§ Aim of the task
Retype exactly, and only, the lines from the one that contains "std::thread::sleep(delay * attempt);" through the final line of the entries.

§ Dataset entries
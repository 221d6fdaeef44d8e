//! Shared entrypoints used by the CLI: build the Paratranz client from a
//! resolved config and run against the configured output directory.

use parasync_client::ParatranzClient;
use parasync_core::SyncConfig;

use crate::{diff, sync, FileDiff, SyncError, SyncReport};

/// Run a full sync for the project described by `config`.
pub fn sync_project(config: &SyncConfig, dry_run: bool) -> Result<SyncReport, SyncError> {
    tracing::info!(
        "syncing project {} into {}",
        config.project_id,
        config.output_dir.display()
    );
    let client = ParatranzClient::new(config);
    sync(&client, &config.output_dir, dry_run)
}

/// Diff the project described by `config` against the output directory.
pub fn diff_project(config: &SyncConfig) -> Result<Vec<FileDiff>, SyncError> {
    let client = ParatranzClient::new(config);
    diff(&client, &config.output_dir)
}
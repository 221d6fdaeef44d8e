//! Shared HTTP helpers: status mapping and bounded retry.

use std::time::Duration;

use parasync_core::SourceError;

/// Map a `ureq` failure onto the source error taxonomy.
///
/// `what` names the resource for `NotFound` messages (e.g. `project 4242`).
pub(crate) fn classify(err: ureq::Error, what: &str) -> SourceError {
    match err {
        ureq::Error::Status(status, resp) => {
            let message = resp.into_string().unwrap_or_default().trim().to_owned();
            match status {
                401 | 403 => SourceError::Auth { status, message },
                404 => SourceError::NotFound {
                    what: what.to_owned(),
                },
                _ => SourceError::Api { status, message },
            }
        }
        ureq::Error::Transport(t) => SourceError::Network(t.to_string()),
    }
}

/// Run `op`, retrying transient failures up to `max_retries` extra times.
///
/// Sleeps `delay * attempt` between attempts.
pub(crate) fn with_retry<T>(
    what: &str,
    max_retries: u32,
    delay: Duration,
    mut op: impl FnMut() -> Result<T, SourceError>,
) -> Result<T, SourceError> {
    let mut attempt = 0u32;
    loop {
        match op() {
            Ok(value) => return Ok(value),
            Err(err) if err.is_transient() && attempt < max_retries => {
                attempt += 1;
                tracing::warn!(
                    "{what}: {err}; retrying ({attempt}/{max_retries})"
                );
                std::thread::sleep(delay * attempt);
            }
            Err(err) => return Err(err),
        }
    }
}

§ Result
                std::thread::sleep(delay * attempt);
            }
            Err(err) => return Err(err),
        }
    }
}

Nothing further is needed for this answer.